A Polícia Militar atendeu a ocorrência após uma denúncia sobre o incêndio no imóvel e, ao chegarem, os agentes encontraram a casa já consumida pelas chamas e o suspeito do lado de fora, com comportamento agressivo. Foi necessário algemá-lo para garantir a segurança dos policiais e das vítimas, enquanto militares entraram na residência, localizaram a menina em uma cama cujo colchão estava em combustão e a retiraram para um local seguro, resgatando também a mulher sem ferimentos graves.
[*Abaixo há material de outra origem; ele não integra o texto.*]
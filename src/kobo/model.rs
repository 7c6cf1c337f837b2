use chrono::{DateTime, Utc};
use serde::{Deserialize, Deserializer, Serialize};
use serde_json::Value;
use std::collections::BTreeMap;

use crate::error::ApiError;
use crate::readeck::Bookmark;

/// The device sends `count`/`offset` as strings or numbers depending on the
/// firmware. Anything unparsable counts as zero.
fn loose_usize<'de, D>(deserializer: D) -> Result<usize, D::Error>
where
    D: Deserializer<'de>,
{
    let value = Option::<Value>::deserialize(deserializer)?;
    Ok(match value {
        Some(Value::Number(n)) => n
            .as_u64()
            .or_else(|| n.as_f64().filter(|f| *f >= 0.0).map(|f| f as u64))
            .unwrap_or(0) as usize,
        Some(Value::String(s)) => s.trim().parse().unwrap_or(0),
        _ => 0,
    })
}

#[derive(Debug, Default, Deserialize)]
pub struct GetRequest {
    #[serde(default)]
    pub access_token: String,
    #[serde(default, deserialize_with = "loose_usize")]
    pub count: usize,
    #[serde(default, deserialize_with = "loose_usize")]
    pub offset: usize,
    #[serde(default)]
    pub since: Option<Value>,
}

impl GetRequest {
    /// `None` selects a full sync; a number is epoch seconds.
    pub fn cursor(&self) -> Result<Option<DateTime<Utc>>, ApiError> {
        let Some(since) = &self.since else {
            return Ok(None);
        };

        let seconds = match since {
            Value::Number(n) => n.as_i64().or_else(|| n.as_f64().map(|f| f as i64)),
            _ => None,
        };

        seconds
            .and_then(|s| DateTime::from_timestamp(s, 0))
            .map(Some)
            .ok_or_else(|| ApiError::BadRequest("since must be a unix timestamp".to_string()))
    }
}

#[derive(Debug, Default, Deserialize)]
pub struct DownloadRequest {
    #[serde(default)]
    pub access_token: String,
    #[serde(default)]
    pub url: Option<String>,
}

#[derive(Debug, Default, Deserialize)]
pub struct SendRequest {
    #[serde(default)]
    pub access_token: String,
    #[serde(default)]
    pub actions: Value,
}

impl SendRequest {
    /// Some clients send the action list as a JSON-encoded string.
    pub fn actions(&self) -> Result<Vec<Value>, ApiError> {
        match &self.actions {
            Value::Null => Ok(Vec::new()),
            Value::Array(actions) => Ok(actions.clone()),
            Value::String(encoded) => match serde_json::from_str::<Value>(encoded) {
                Ok(Value::Array(actions)) => Ok(actions),
                _ => Err(ApiError::BadRequest("actions must be an array".to_string())),
            },
            _ => Err(ApiError::BadRequest("actions must be an array".to_string())),
        }
    }
}

#[derive(Debug, Clone, Copy, PartialEq, Eq, Serialize)]
pub enum ItemStatus {
    #[serde(rename = "0")]
    Active,
    #[serde(rename = "1")]
    Archived,
    #[serde(rename = "2")]
    Deleted,
}

#[derive(Debug, Clone, PartialEq, Serialize)]
pub struct Author {
    pub author_id: String,
    pub name: String,
}

#[derive(Debug, Clone, PartialEq, Serialize)]
pub struct Tag {
    pub item_id: String,
    pub tag: String,
}

#[derive(Debug, Clone, PartialEq, Serialize)]
pub struct Image {
    pub image_id: String,
    pub item_id: String,
    pub src: String,
}

#[derive(Debug, Clone, Default, PartialEq, Serialize)]
pub struct DeviceImage {
    pub src: String,
}

#[derive(Debug, Clone, PartialEq, Serialize)]
pub struct FullItem {
    pub item_id: String,
    pub resolved_id: String,
    pub given_url: String,
    pub resolved_url: String,
    pub given_title: String,
    pub resolved_title: String,
    pub excerpt: String,
    pub favorite: String,
    pub status: ItemStatus,
    pub is_article: String,
    pub has_image: String,
    pub has_video: String,
    pub image: DeviceImage,
    pub images: BTreeMap<String, Image>,
    pub authors: BTreeMap<String, Author>,
    pub tags: BTreeMap<String, Tag>,
    pub time_added: i64,
    pub time_updated: i64,
    pub time_read: i64,
    pub word_count: u32,
    pub videos: Vec<Value>,
    #[serde(rename = "_optional")]
    pub optional: BTreeMap<String, String>,
}

fn flag(value: bool) -> String {
    let flag = if value { "1" } else { "0" };
    flag.to_string()
}

impl FullItem {
    pub fn from_bookmark(bookmark: &Bookmark) -> Self {
        let mut image = DeviceImage::default();
        let mut images = BTreeMap::new();
        let mut optional = BTreeMap::new();

        let lead_image = bookmark.lead_image();
        if let Some(src) = lead_image {
            image.src = src.to_string();
            images.insert(
                "1".to_string(),
                Image {
                    image_id: "1".to_string(),
                    item_id: bookmark.id.clone(),
                    src: src.to_string(),
                },
            );
            optional.insert("top_image_url".to_string(), src.to_string());
        }

        let authors = bookmark
            .authors
            .iter()
            .map(|name| {
                (
                    name.clone(),
                    Author {
                        author_id: name.clone(),
                        name: name.clone(),
                    },
                )
            })
            .collect();

        let tags = bookmark
            .labels
            .iter()
            .map(|label| {
                (
                    label.clone(),
                    Tag {
                        item_id: bookmark.id.clone(),
                        tag: label.clone(),
                    },
                )
            })
            .collect();

        FullItem {
            item_id: bookmark.id.clone(),
            resolved_id: bookmark.id.clone(),
            given_url: bookmark.url.clone(),
            resolved_url: bookmark.url.clone(),
            given_title: bookmark.title.clone(),
            resolved_title: bookmark.title.clone(),
            excerpt: bookmark.description.clone(),
            favorite: flag(bookmark.is_marked),
            status: ItemStatus::Active,
            is_article: flag(true),
            has_image: flag(lead_image.is_some()),
            has_video: flag(false),
            image,
            images,
            authors,
            tags,
            time_added: bookmark.created_at().timestamp(),
            time_updated: bookmark.updated_at().timestamp(),
            time_read: 0,
            word_count: bookmark.word_count.unwrap_or(0),
            videos: Vec::new(),
            optional,
        }
    }
}

#[derive(Debug, Clone, PartialEq, Serialize)]
pub struct StatusItem {
    pub item_id: String,
    pub status: ItemStatus,
}

/// One entry of the sync list: either the full article record or a bare
/// status telling the device to drop its local copy.
#[derive(Debug, Clone, PartialEq, Serialize)]
#[serde(untagged)]
pub enum DeviceItem {
    Full(Box<FullItem>),
    StatusOnly(StatusItem),
}

impl DeviceItem {
    pub fn status_only(id: &str, status: ItemStatus) -> Self {
        DeviceItem::StatusOnly(StatusItem {
            item_id: id.to_string(),
            status,
        })
    }

    pub fn item_id(&self) -> &str {
        match self {
            DeviceItem::Full(item) => &item.item_id,
            DeviceItem::StatusOnly(item) => &item.item_id,
        }
    }

    pub fn status(&self) -> ItemStatus {
        match self {
            DeviceItem::Full(item) => item.status,
            DeviceItem::StatusOnly(item) => item.status,
        }
    }

    pub fn is_full(&self) -> bool {
        matches!(self, DeviceItem::Full(_))
    }
}

#[derive(Debug, Serialize)]
pub struct SyncResponse {
    pub status: u8,
    pub list: BTreeMap<String, DeviceItem>,
    pub total: usize,
}

#[derive(Debug, Serialize)]
pub struct DownloadResponse {
    pub article: String,
    pub images: BTreeMap<String, Image>,
}

#[derive(Debug, Serialize)]
pub struct SendResponse {
    pub status: bool,
    pub action_results: Vec<bool>,
}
Com baldes e mangueiras, os próprios policiais começaram a combater o fogo até a chegada de reforços, enquanto a Defesa Civil atuou para resfriar as paredes e evitar um novo incêndio. A mulher relatou aos policiais que o homem havia feito ameaças durante todo o dia e, em determinado momento, agrediu a criança, com o desentendimento entre o casal sendo apontado pela polícia como a causa do início do fogo.
Mesmo durante o atendimento médico na UPA, o suspeito continuou com seu comportamento agressivo, ameaçando a profissional de saúde que o assistia, e o registro policial apontou que ele teria “proferido palavras intimidatórias” contra a médica.
Após passar por exame de corpo de delito, o homem foi encaminhado à Delegacia de Polícia Civil, onde permaneceu preso em flagrante, sendo autuado por ameaça, lesão corporal no contexto de violência doméstica, vias de fato e incêndio, com a Polícia Civil esclarecendo que não há indícios de tentativa de feminicídio e que o caso segue sob investigação.